_Exercise brief_
Once you have located the line containing "#[instrument(skip(state))]" in the material below, return it exactly along with each line after it through the line containing "#[instrument(skip(_claims, state, body))]".

━━━━━━

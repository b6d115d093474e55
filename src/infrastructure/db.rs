pub mod migrations;
pub mod sqlite;
use actix_web::{web, HttpResponse};
use tracing::instrument;

use crate::{
    entities::legal_doc::{LegalDocType, UpdateLegalDocRequest},
    errors::AppError,
    use_cases::extractors::AdminClaims,
    AppState,
};

/// Unknown document types are reported as missing documents.
fn parse_doc_type(raw: &str) -> Result<LegalDocType, AppError> {
    raw.parse::<LegalDocType>().map_err(AppError::NotFound)
}

#[instrument(skip(state))]
pub async fn get_legal_doc(
    state: web::Data<AppState>,
    doc_type: web::Path<String>,
) -> Result<HttpResponse, AppError> {
    let doc_type = parse_doc_type(&doc_type)?;
    let doc = state.legal_handler.get_legal_doc(doc_type).await?;
    Ok(HttpResponse::Ok().json(&*doc))
}

#[instrument(skip(_claims, state, body))]
pub async fn update_legal_doc(
    _claims: AdminClaims,
    state: web::Data<AppState>,
    doc_type: web::Path<String>,
    body: web::Json<UpdateLegalDocRequest>,
) -> Result<HttpResponse, AppError> {
    let doc_type = parse_doc_type(&doc_type)?;
    let doc = state
        .legal_handler
        .update_legal_doc(doc_type, body.into_inner())
        .await?;
    Ok(HttpResponse::Ok().json(doc))
}
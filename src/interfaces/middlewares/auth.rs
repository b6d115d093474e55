use actix_web::{
    body::BoxBody,
    dev::{Service, ServiceRequest, ServiceResponse, Transform},
    http::Method,
    web, Error, HttpMessage, ResponseError,
};
use futures_util::future::{ok, Ready, LocalBoxFuture};
use std::{rc::Rc, task::{Context, Poll}};

use crate::{
    constants::PUBLIC_READ_PREFIXES,
    entities::token::Claims,
    errors::AuthError,
    use_cases::extractors::bearer_token,
    AppState,
};

/// Lets public routes through, and requires a valid, unrevoked bearer token
/// everywhere else. Outside `/api/auth` the token must carry the admin claim.
pub struct AuthMiddleware;

impl<S> Transform<S, ServiceRequest> for AuthMiddleware
where
    S: Service<ServiceRequest, Response = ServiceResponse<BoxBody>, Error = Error> + 'static,
{
    type Response = ServiceResponse<BoxBody>;
    type Error = Error;
    type InitError = ();
    type Transform = AuthMiddlewareService<S>;
    type Future = Ready<Result<Self::Transform, Self::InitError>>;

    fn new_transform(&self, service: S) -> Self::Future {
        ok(AuthMiddlewareService {
            service: Rc::new(service),
        })
    }
}

pub struct AuthMiddlewareService<S> {
    service: Rc<S>,
}

impl<S> Service<ServiceRequest> for AuthMiddlewareService<S>
where
    S: Service<ServiceRequest, Response = ServiceResponse<BoxBody>, Error = Error> + 'static,
{
    type Response = ServiceResponse<BoxBody>;
    type Error = Error;
    type Future = LocalBoxFuture<'static, Result<Self::Response, Self::Error>>;

    fn poll_ready(&self, ctx: &mut Context<'_>) -> Poll<Result<(), Self::Error>> {
        self.service.poll_ready(ctx)
    }

    fn call(&self, req: ServiceRequest) -> Self::Future {
        let service = Rc::clone(&self.service);

        Box::pin(async move {
            if is_public_route(req.path(), req.method()) {
                return service.call(req).await;
            }

            let claims = match get_valid_claims(&req) {
                Ok(claims) => claims,
                Err(e) => {
                    tracing::warn!(path = %req.path(), "Rejected request: {}", e);
                    return Ok(req.into_response(e.error_response()));
                }
            };

            if let Err(e) = enforce_admin_access(req.path(), &claims) {
                tracing::warn!(path = %req.path(), user = %claims.sub, "Admin access required");
                return Ok(req.into_response(e.error_response()));
            }

            req.extensions_mut().insert(claims);
            service.call(req).await
        })
    }
}

pub fn is_public_route(path: &str, method: &Method) -> bool {
    if method == Method::OPTIONS {
        return true;
    }

    if method == Method::GET {
        return path == "/"
            || PUBLIC_READ_PREFIXES
                .iter()
                .any(|prefix| path == *prefix || path.starts_with(&format!("{prefix}/")));
    }

    method == Method::POST && matches!(path, "/api/auth/login" | "/api/contact")
}

fn get_valid_claims(req: &ServiceRequest) -> Result<Claims, AuthError> {
    let state = req.app_data::<web::Data<AppState>>().ok_or_else(|| {
        tracing::error!("AppState missing in middleware");
        AuthError::MissingAppState
    })?;

    let token = bearer_token(req.request()).ok_or(AuthError::MissingCredentials)?;
    state.auth_handler.authenticate(&token)
}

fn enforce_admin_access(path: &str, claims: &Claims) -> Result<(), AuthError> {
    if !path.starts_with("/api/auth/") && !claims.admin {
        return Err(AuthError::Forbidden("Admin access required".into()));
    }
    Ok(())
}

#[cfg(test)]
mod tests {
    use super::*;

    #[test]
    fn public_reads_and_submissions_skip_auth() {
        assert!(is_public_route("/", &Method::GET));
        assert!(is_public_route("/api/projects", &Method::GET));
        assert!(is_public_route("/api/projects/4", &Method::GET));
        assert!(is_public_route("/api/legal/privacy_policy", &Method::GET));
        assert!(is_public_route("/api/contact", &Method::POST));
        assert!(is_public_route("/api/auth/login", &Method::POST));
        assert!(is_public_route("/api/contact", &Method::OPTIONS));
    }

    #[test]
    fn mutations_and_inbox_require_auth() {
        assert!(!is_public_route("/api/projects", &Method::POST));
        assert!(!is_public_route("/api/projects/4", &Method::DELETE));
        assert!(!is_public_route("/api/about", &Method::PUT));
        assert!(!is_public_route("/api/contact", &Method::GET));
        assert!(!is_public_route("/api/projectsx", &Method::GET));
        assert!(!is_public_route("/api/admin/health", &Method::GET));
    }

    #[test]
    fn non_admin_may_only_use_auth_routes() {
        let claims = Claims {
            sub: "2".into(),
            username: "viewer".into(),
            admin: false,
            exp: 0,
            iat: 0,
        };
        assert!(enforce_admin_access("/api/auth/me", &claims).is_ok());
        assert!(enforce_admin_access("/api/projects", &claims).is_err());
    }
}
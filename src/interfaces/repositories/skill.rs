use async_trait::async_trait;

use crate::{
    entities::skill::{Skill, SkillInsert},
    errors::AppError,
    repositories::sqlx_repo::{expect_affected, not_found, SqlxSkillRepo},
};

#[cfg_attr(test, mockall::automock)]
#[async_trait]
pub trait SkillRepository: Send + Sync {
    async fn list_skills(&self) -> Result<Vec<Skill>, AppError>;
    async fn get_skill(&self, id: i64) -> Result<Skill, AppError>;
    async fn create_skill(&self, skill: &SkillInsert) -> Result<Skill, AppError>;
    async fn update_skill(&self, id: i64, skill: &SkillInsert) -> Result<Skill, AppError>;
    async fn delete_skill(&self, id: i64) -> Result<(), AppError>;
}

impl SqlxSkillRepo {
    pub fn new(pool: sqlx::SqlitePool) -> Self {
        SqlxSkillRepo { pool }
    }
}

#[async_trait]
impl SkillRepository for SqlxSkillRepo {
    async fn list_skills(&self) -> Result<Vec<Skill>, AppError> {
        let skills = sqlx::query_as::<_, Skill>(
            "SELECT * FROM skills ORDER BY display_order ASC, id ASC",
        )
        .fetch_all(&self.pool)
        .await?;

        Ok(skills)
    }

    async fn get_skill(&self, id: i64) -> Result<Skill, AppError> {
        sqlx::query_as::<_, Skill>("SELECT * FROM skills WHERE id = ?")
            .bind(id)
            .fetch_one(&self.pool)
            .await
            .map_err(not_found("Skill"))
    }

    async fn create_skill(&self, skill: &SkillInsert) -> Result<Skill, AppError> {
        let created = sqlx::query_as::<_, Skill>(
            r#"
            INSERT INTO skills (name, category, proficiency, icon, display_order)
            VALUES (?, ?, ?, ?, ?)
            RETURNING *
            "#,
        )
        .bind(&skill.name)
        .bind(skill.category)
        .bind(skill.proficiency)
        .bind(&skill.icon)
        .bind(skill.display_order)
        .fetch_one(&self.pool)
        .await?;

        Ok(created)
    }

    async fn update_skill(&self, id: i64, skill: &SkillInsert) -> Result<Skill, AppError> {
        sqlx::query_as::<_, Skill>(
            r#"
            UPDATE skills
            SET name = ?, category = ?, proficiency = ?, icon = ?, display_order = ?
            WHERE id = ?
            RETURNING *
            "#,
        )
        .bind(&skill.name)
        .bind(skill.category)
        .bind(skill.proficiency)
        .bind(&skill.icon)
        .bind(skill.display_order)
        .bind(id)
        .fetch_one(&self.pool)
        .await
        .map_err(not_found("Skill"))
    }

    async fn delete_skill(&self, id: i64) -> Result<(), AppError> {
        let result = sqlx::query("DELETE FROM skills WHERE id = ?")
            .bind(id)
            .execute(&self.pool)
            .await?;

        expect_affected(result.rows_affected(), "Skill")
    }
}
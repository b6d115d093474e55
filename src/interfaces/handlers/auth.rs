use actix_web::{get, post, web, HttpResponse, ResponseError};
use tracing::instrument;

use crate::entities::user::LoginRequest;
use crate::errors::AppError;
use crate::use_cases::extractors::{AuthClaims, BearerToken};
use crate::AppState;

#[post("/login")]
#[instrument(skip(state, body), fields(username = %body.username))]
pub async fn login(
    state: web::Data<AppState>,
    body: web::Json<LoginRequest>,
) -> HttpResponse {
    match state.auth_handler.login(body.into_inner()).await {
        Ok(auth_response) => HttpResponse::Ok().json(auth_response),
        Err(e) => e.error_response(),
    }
}

#[post("/logout")]
#[instrument(skip_all)]
pub async fn logout(
    state: web::Data<AppState>,
    token: BearerToken,
) -> HttpResponse {
    match state.auth_handler.logout(&token.0) {
        Ok(()) => HttpResponse::Ok().json(serde_json::json!({"message": "Logged out successfully"})),
        Err(e) => e.error_response(),
    }
}

#[get("/me")]
#[instrument(skip_all)]
pub async fn me(
    claims: AuthClaims,
    state: web::Data<AppState>,
) -> Result<HttpResponse, AppError> {
    let user = state.auth_handler.current_user(&claims.0).await?;
    Ok(HttpResponse::Ok().json(user))
}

━━━━━━

_Task output_
#[instrument(skip(state))]
pub async fn get_legal_doc(
    state: web::Data<AppState>,
    doc_type: web::Path<String>,
) -> Result<HttpResponse, AppError> {
    let doc_type = parse_doc_type(&doc_type)?;
    let doc = state.legal_handler.get_legal_doc(doc_type).await?;
    Ok(HttpResponse::Ok().json(&*doc))
}

#[instrument(skip(_claims, state, body))]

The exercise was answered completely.